*WHAT THE TASK ASKS*. Give every entry again, word for word.

*PROVIDED DATA*.
- - -
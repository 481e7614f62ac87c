//! # mp-auth Test Utilities
//!
//! Shared test utilities for the multi-provider authentication core.
//!
//! This crate provides:
//! - Fixed RSA crypto fixtures (keys + self-signed x5c certificates)
//! - Test data builders (`TestTokenBuilder`, `IntrospectionResponseBuilder`)
//! - Mock identity providers backed by `wiremock` (JWKS and introspection)
//! - Fixed test IDs (issuers, audiences, subjects, credentials)
//!
//! ## Usage
//!
//! ```rust,ignore
//! use mp_auth_test_utils::*;
//!
//! #[tokio::test]
//! async fn test_example() {
//!     let issuer = MockJwtIssuer::start().await;
//!     let key = test_signing_key(1)?;
//!     issuer.serve_keys(&[&key]).await;
//!
//!     let token = TestTokenBuilder::new(&issuer.issuer())
//!         .for_subject(TEST_SUBJECT_ALICE)
//!         .with_audience(TEST_AUDIENCE)
//!         .sign(&key)?;
//! }
//! ```

pub mod crypto_fixtures;
pub mod mock_providers;
pub mod test_ids;
pub mod token_builders;

// Re-export commonly used items
pub use crypto_fixtures::*;
pub use mock_providers::*;
pub use test_ids::*;
pub use token_builders::*;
- - -
*RESPONSE FOR THIS EXERCISE*.
repository 481e7614f62ac87c
//! # mp-auth Test Utilities
//!
//! Shared test utilities for the multi-provider authentication core.
//!
//! This crate provides:
//! - Fixed RSA crypto fixtures (keys + self-signed x5c certificates)
//! - Test data builders (`TestTokenBuilder`, `IntrospectionResponseBuilder`)
//! - Mock identity providers backed by `wiremock` (JWKS and introspection)
//! - Fixed test IDs (issuers, audiences, subjects, credentials)
//!
//! ## Usage
//!
//! ```rust,ignore
//! use mp_auth_test_utils::*;
//!
//! #[tokio::test]
//! async fn test_example() {
//!     let issuer = MockJwtIssuer::start().await;
//!     let key = test_signing_key(1)?;
//!     issuer.serve_keys(&[&key]).await;
//!
//!     let token = TestTokenBuilder::new(&issuer.issuer())
//!         .for_subject(TEST_SUBJECT_ALICE)
//!         .with_audience(TEST_AUDIENCE)
//!         .sign(&key)?;
//! }
//! ```

pub mod crypto_fixtures;
pub mod mock_providers;
pub mod test_ids;
pub mod token_builders;

// Re-export commonly used items
pub use crypto_fixtures::*;
pub use mock_providers::*;
pub use test_ids::*;
pub use token_builders::*;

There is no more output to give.